I'm slowly collecting projects of some condos, homes and shed, along with their docs about resources needed to build them. From the little I've examined just the common areas (elevators, stairs, hallways etc consume more than single family homes roofs and perimeter walls. If they are more than 7-8 stories they consume more ALSO to sustain their own structure.
AFAIK very little literature exists on that topic, you can find things like https://archive.is/jIr8J or https://www.helsinkitimes.fi/finland/finland-news/domestic/2... etc but nothing more. And that's anyway is just the "building" part alone; aqueduct in cities and wastewater treatments also demand much more resources than small spread aqueducts exploiting from little local sources. Large covered areas means soil consumption due to watertight cover who suffocate the humus of the soil making the soil evolving in sand, creating liquefaction problems like sinkholes and the mere mass subsidence.

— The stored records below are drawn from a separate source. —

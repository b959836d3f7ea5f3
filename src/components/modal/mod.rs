// Copyright (C) 2026  Caprica Software Limited
//
// This program is free software: you can redistribute it and/or modify
// it under the terms of the GNU General Public License as published by
// the Free Software Foundation, either version 3 of the License, or
// (at your option) any later version.
//
// This program is distributed in the hope that it will be useful,
// but WITHOUT ANY WARRANTY; without even the implied warranty of
// MERCHANTABILITY or FITNESS FOR A PARTICULAR PURPOSE.  See the
// GNU General Public License for more details.
//
// You should have received a copy of the GNU General Public License
// along with this program.  If not, see <https://www.gnu.org/licenses/>.

//! Form modals.
//!
//! A modal is a small stack of labelled text inputs drawn over the active
//! screen. Required fields are checked on submit, and a modal with a blank
//! required field stays open showing the problem instead of submitting.

mod event;
mod render;

use tui_input::Input;

use crate::{
    importer::ImportRequest,
    model::{PlaylistId, Song, SongId},
};

/// What a modal is collecting input for.
#[derive(Debug, Clone, Copy, PartialEq, Eq)]
pub enum ModalKind {
    CreatePlaylist,
    /// Upload a song, adding it to `playlist` as well unless that is the
    /// "All Songs" playlist.
    AddSong { playlist: PlaylistId },
    SongSettings { song: SongId },
    AddSubtitle { song: SongId },
}

/// The validated contents of a submitted modal.
#[derive(Debug, Clone, PartialEq, Eq)]
pub enum ModalSubmission {
    CreatePlaylist {
        name: String,
    },
    AddSong {
        playlist: PlaylistId,
        request: ImportRequest,
    },
    SongSettings {
        song: SongId,
        title: String,
        artist: String,
        album: String,
    },
    AddSubtitle {
        song: SongId,
        language: String,
        path: String,
    },
}

#[derive(Debug, PartialEq, Eq)]
pub enum ModalEvent {
    Pending,
    Cancelled,
    Submitted(ModalSubmission),
}

#[derive(Debug)]
pub struct FormField {
    pub label: &'static str,
    pub input: Input,
    pub required: bool,
}

impl FormField {
    fn new(label: &'static str, required: bool) -> Self {
        Self {
            label,
            input: Input::default(),
            required,
        }
    }

    fn with_value(mut self, value: &str) -> Self {
        self.input = Input::new(value.to_string());
        self
    }

    fn value(&self) -> String {
        self.input.value().trim().to_string()
    }
}

#[derive(Debug)]
pub struct FormModal {
    kind: ModalKind,
    title: &'static str,
    fields: Vec<FormField>,
    focus: usize,
    error: Option<String>,
}

impl FormModal {
    pub fn create_playlist() -> Self {
        Self::new(
            ModalKind::CreatePlaylist,
            "Create Playlist",
            vec![FormField::new("Playlist name", true)],
        )
    }

    pub fn add_song(playlist: PlaylistId) -> Self {
        Self::new(
            ModalKind::AddSong { playlist },
            "Add Song",
            vec![
                FormField::new("File", true),
                FormField::new("Title", false),
                FormField::new("Artist", false),
                FormField::new("Album", false),
            ],
        )
    }

    pub fn song_settings(song: &Song) -> Self {
        Self::new(
            ModalKind::SongSettings { song: song.id },
            "Song Settings",
            vec![
                FormField::new("Title", true).with_value(&song.title),
                FormField::new("Artist", false).with_value(&song.artist),
                FormField::new("Album", false).with_value(&song.album),
            ],
        )
    }

    pub fn add_subtitle(song: SongId) -> Self {
        Self::new(
            ModalKind::AddSubtitle { song },
            "Add Subtitles",
            vec![FormField::new("Language", true), FormField::new("File", true)],
        )
    }

    fn new(kind: ModalKind, title: &'static str, fields: Vec<FormField>) -> Self {
        Self {
            kind,
            title,
            fields,
            focus: 0,
            error: None,
        }
    }

    pub fn kind(&self) -> ModalKind {
        self.kind
    }

    pub fn title(&self) -> &'static str {
        self.title
    }

    pub fn fields(&self) -> &[FormField] {
        &self.fields
    }

    pub fn focus(&self) -> usize {
        self.focus
    }

    pub fn error(&self) -> Option<&str> {
        self.error.as_deref()
    }

    /// Validates the form, producing the submission or recording why it
    /// cannot be submitted.
    fn submit(&mut self) -> ModalEvent {
        if let Some(index) = self
            .fields
            .iter()
            .position(|f| f.required && f.value().is_empty())
        {
            self.error = Some(format!("{} must not be empty", self.fields[index].label));
            self.focus = index;
            return ModalEvent::Pending;
        }

        self.error = None;

        let value = |i: usize| self.fields.get(i).map(FormField::value).unwrap_or_default();
        let optional = |i: usize| Some(value(i)).filter(|v| !v.is_empty());

        let submission = match self.kind {
            ModalKind::CreatePlaylist => ModalSubmission::CreatePlaylist { name: value(0) },
            ModalKind::AddSong { playlist } => ModalSubmission::AddSong {
                playlist,
                request: ImportRequest {
                    source: value(0).into(),
                    title: optional(1),
                    artist: optional(2),
                    album: optional(3),
                },
            },
            ModalKind::SongSettings { song } => ModalSubmission::SongSettings {
                song,
                title: value(0),
                artist: value(1),
                album: value(2),
            },
            ModalKind::AddSubtitle { song } => ModalSubmission::AddSubtitle {
                song,
                language: value(0),
                path: value(1),
            },
        };

        ModalEvent::Submitted(submission)
    }
}
fn handle_request(path: &Path, conn: &mut Option<Connection>, request: LibraryRequest) {
    match request {
        LibraryRequest::Open(reply) => {
            let result = if conn.is_some() {
                Ok(())
            } else {
                tracing::info!("Opening library database at {}", path.display());
                db::init_db(path).map(|opened| *conn = Some(opened))
            };
            respond(reply, result);
        }
        LibraryRequest::Close(reply) => {
            let result = match conn.take() {
                Some(open) => open.close().map_err(|(_, e)| LibraryError::from(e)),
                None => Ok(()),
            };
            respond(reply, result);
        }

        LibraryRequest::AddSong(song, reply) => {
            let result = validate_new_song(&song).and_then(|_| with_conn(conn, |c| db::insert_song(c, song)));
            respond(reply, result);
        }
        LibraryRequest::AddSongs(songs, reply) => {
            respond(reply, with_conn(conn, |c| db::insert_songs(c, songs, validate_new_song)));
        }
        LibraryRequest::UpdateSong {
            id,
            title,
            artist,
            album,
            reply,
        } => {
            let result = validate_title("Song", &title)
                .and_then(|_| with_conn(conn, |c| db::update_song(c, id, &title, &artist, &album)));
            respond(reply, result);
        }
        LibraryRequest::DeleteSong(id, reply) => {
            respond(reply, with_conn(conn, |c| db::delete_song(c, id)));
        }
        LibraryRequest::GetSong(id, reply) => {
            respond(reply, with_conn(conn, |c| db::fetch_song(c, id)));
        }
        LibraryRequest::GetAllSongs(reply) => {
            respond(reply, with_conn(conn, |c| db::fetch_all_songs(c)));
        }
        LibraryRequest::SearchSongs(query, reply) => {
            let result = with_conn(conn, |c| {
                let songs = db::fetch_all_songs(c)?;
                Ok(songs.into_iter().filter(|s| song_matches(s, &query)).collect())
            });
            respond(reply, result);
        }

        LibraryRequest::CreatePlaylist(title, reply) => {
            let result = validate_title("Playlist", &title)
                .and_then(|_| with_conn(conn, |c| db::insert_playlist(c, &title)));
            respond(reply, result);
        }
        LibraryRequest::UpdatePlaylist(id, title, reply) => {
            let result = reject_all_songs(id, "rename")
                .and_then(|_| validate_title("Playlist", &title))
                .and_then(|_| with_conn(conn, |c| db::update_playlist(c, id, &title)));
            respond(reply, result);
        }
        LibraryRequest::DeletePlaylist(id, reply) => {
            let result = reject_all_songs(id, "delete")
                .and_then(|_| with_conn(conn, |c| db::delete_playlist(c, id)));
            respond(reply, result);
        }
        LibraryRequest::GetPlaylist(id, reply) => {
            let result = with_conn(conn, |c| {
                if id.is_all_songs() {
                    Ok(all_songs_playlist(&db::fetch_all_songs(c)?))
                } else {
                    db::fetch_playlist(c, id)
                }
            });
            respond(reply, result);
        }
        LibraryRequest::GetAllPlaylists(reply) => {
            respond(reply, with_conn(conn, |c| db::fetch_all_playlists(c)));
        }

        LibraryRequest::AddSongToPlaylist(song_id, playlist_id, reply) => {
            respond(reply, with_conn(conn, |c| db::insert_membership(c, song_id, playlist_id)));
        }
        LibraryRequest::AddSongsToPlaylist(song_ids, playlist_id, reply) => {
            respond(reply, with_conn(conn, |c| db::insert_memberships(c, &song_ids, playlist_id)));
        }
        LibraryRequest::RemoveSongFromPlaylist(song_id, playlist_id, reply) => {
            let result = reject_all_songs(playlist_id, "remove songs from")
                .and_then(|_| with_conn(conn, |c| db::delete_membership(c, song_id, playlist_id)));
            respond(reply, result);
        }
        LibraryRequest::GetSongsInPlaylist(playlist_id, reply) => {
            let result = with_conn(conn, |c| {
                if playlist_id.is_all_songs() {
                    db::fetch_all_songs(c)
                } else {
                    db::fetch_playlist_songs(c, playlist_id)
                }
            });
            respond(reply, result);
        }

        LibraryRequest::AddSubtitles {
            song_id,
            language,
            path,
            reply,
        } => {
            let result = if language.trim().is_empty() {
                Err(LibraryError::validation("Subtitle language must not be empty"))
            } else {
                with_conn(conn, |c| db::insert_subtitle(c, song_id, &language, &path))
            };
            respond(reply, result);
        }
        LibraryRequest::DeleteSubtitles(song_id, sub_id, reply) => {
            respond(reply, with_conn(conn, |c| db::delete_subtitle(c, song_id, sub_id)));
        }
        LibraryRequest::GetSubtitlesForSong(song_id, reply) => {
            respond(reply, with_conn(conn, |c| db::fetch_song_subtitles(c, song_id)));
        }

        LibraryRequest::GetDatabaseStats(reply) => {
            respond(reply, with_conn(conn, |c| db::fetch_stats(c)));
        }
    }
}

> Flying via eVTOL to the neighbor or to the store, compared to walking down the street or down the hall, seems a lot less efficient.
The fly yes. The energy and resources to build a road, keep it up, evolve it when the climate change makes people move does consume much more. Useful life of the vehicle itself change much (beside the battery) also keep in mind that food is not produced in the store, it need to be moved there and the higher density the greater distance need to be covered moving goods. Making efficient the last mile ignoring the rest of the supply chain is not really green.
We are in a changing world, we can't keep up ground infra, a flying vehicle means just ability to move in a certain radius, a ship similarly means ability to move on water for a certain range maximum, roads and rails means being tied to their design or spending immense amount of resources to build new ones.